Records contained in a dataset
--------------------

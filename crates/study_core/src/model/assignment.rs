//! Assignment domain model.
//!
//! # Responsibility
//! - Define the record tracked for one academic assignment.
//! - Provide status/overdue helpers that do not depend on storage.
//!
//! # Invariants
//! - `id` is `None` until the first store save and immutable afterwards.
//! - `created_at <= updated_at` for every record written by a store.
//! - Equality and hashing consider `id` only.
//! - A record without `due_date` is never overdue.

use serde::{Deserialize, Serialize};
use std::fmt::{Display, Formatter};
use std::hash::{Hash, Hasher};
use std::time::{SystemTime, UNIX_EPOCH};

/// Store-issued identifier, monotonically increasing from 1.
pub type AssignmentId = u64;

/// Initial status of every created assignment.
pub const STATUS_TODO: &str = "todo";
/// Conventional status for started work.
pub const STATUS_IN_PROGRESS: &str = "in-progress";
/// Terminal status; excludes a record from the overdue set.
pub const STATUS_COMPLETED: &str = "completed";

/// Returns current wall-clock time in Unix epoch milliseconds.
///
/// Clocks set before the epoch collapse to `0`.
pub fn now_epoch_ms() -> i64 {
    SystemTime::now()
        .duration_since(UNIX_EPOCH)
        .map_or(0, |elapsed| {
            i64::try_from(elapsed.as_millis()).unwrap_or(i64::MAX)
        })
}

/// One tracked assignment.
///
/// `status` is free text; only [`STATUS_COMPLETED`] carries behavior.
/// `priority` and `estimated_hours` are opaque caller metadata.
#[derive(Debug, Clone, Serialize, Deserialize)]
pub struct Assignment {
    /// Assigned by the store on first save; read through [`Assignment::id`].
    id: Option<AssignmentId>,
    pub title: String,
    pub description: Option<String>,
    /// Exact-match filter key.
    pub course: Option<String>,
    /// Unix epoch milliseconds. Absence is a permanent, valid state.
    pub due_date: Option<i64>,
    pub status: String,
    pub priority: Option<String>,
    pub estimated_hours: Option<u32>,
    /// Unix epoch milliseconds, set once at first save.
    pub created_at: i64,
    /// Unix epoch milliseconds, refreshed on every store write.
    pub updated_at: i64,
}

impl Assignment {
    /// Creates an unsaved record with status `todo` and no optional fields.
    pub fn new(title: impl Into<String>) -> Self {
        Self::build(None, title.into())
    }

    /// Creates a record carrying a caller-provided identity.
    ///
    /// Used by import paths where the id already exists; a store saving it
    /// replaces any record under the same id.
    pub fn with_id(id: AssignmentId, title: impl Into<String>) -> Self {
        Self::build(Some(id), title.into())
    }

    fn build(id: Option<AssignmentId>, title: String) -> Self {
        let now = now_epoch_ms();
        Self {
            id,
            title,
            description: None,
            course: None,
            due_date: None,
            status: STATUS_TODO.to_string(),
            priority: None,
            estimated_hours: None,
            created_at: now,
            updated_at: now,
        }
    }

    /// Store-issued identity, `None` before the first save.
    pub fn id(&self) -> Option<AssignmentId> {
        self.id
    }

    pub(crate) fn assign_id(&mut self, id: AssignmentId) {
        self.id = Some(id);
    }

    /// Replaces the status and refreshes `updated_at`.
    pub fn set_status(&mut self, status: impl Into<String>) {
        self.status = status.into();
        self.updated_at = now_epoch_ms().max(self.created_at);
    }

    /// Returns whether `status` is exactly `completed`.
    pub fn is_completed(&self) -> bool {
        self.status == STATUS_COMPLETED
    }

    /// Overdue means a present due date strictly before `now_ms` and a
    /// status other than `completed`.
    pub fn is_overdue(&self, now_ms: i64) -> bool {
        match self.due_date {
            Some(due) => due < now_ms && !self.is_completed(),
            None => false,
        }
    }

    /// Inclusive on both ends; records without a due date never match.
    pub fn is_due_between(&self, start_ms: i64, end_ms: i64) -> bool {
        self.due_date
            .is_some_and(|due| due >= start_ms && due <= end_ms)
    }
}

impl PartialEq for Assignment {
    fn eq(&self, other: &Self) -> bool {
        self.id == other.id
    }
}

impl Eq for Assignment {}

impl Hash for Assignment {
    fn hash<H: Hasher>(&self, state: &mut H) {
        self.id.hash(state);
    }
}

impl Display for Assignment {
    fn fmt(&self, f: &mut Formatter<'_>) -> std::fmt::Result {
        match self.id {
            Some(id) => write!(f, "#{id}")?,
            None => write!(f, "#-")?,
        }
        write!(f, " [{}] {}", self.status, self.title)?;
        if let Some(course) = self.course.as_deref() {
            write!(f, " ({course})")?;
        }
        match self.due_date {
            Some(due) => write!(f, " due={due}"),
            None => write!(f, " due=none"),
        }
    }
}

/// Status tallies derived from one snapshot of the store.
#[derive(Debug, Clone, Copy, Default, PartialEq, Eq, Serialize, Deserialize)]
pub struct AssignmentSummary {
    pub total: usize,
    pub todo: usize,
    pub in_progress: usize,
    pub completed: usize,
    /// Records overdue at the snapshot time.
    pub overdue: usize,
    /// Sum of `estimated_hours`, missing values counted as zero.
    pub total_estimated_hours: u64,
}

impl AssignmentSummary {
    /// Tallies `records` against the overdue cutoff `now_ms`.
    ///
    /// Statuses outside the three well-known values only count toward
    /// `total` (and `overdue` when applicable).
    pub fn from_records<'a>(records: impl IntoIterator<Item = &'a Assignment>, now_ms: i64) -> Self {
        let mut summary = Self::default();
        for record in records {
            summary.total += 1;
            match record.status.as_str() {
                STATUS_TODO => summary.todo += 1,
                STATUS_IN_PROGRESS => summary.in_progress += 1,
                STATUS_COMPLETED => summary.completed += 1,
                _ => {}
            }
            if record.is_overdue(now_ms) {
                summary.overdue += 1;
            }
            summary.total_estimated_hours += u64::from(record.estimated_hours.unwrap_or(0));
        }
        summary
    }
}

--------------------

Copy out each line of the data where the string "Returns" appears.

/// Returns current wall-clock time in Unix epoch milliseconds.
    /// Returns whether `status` is exactly `completed`.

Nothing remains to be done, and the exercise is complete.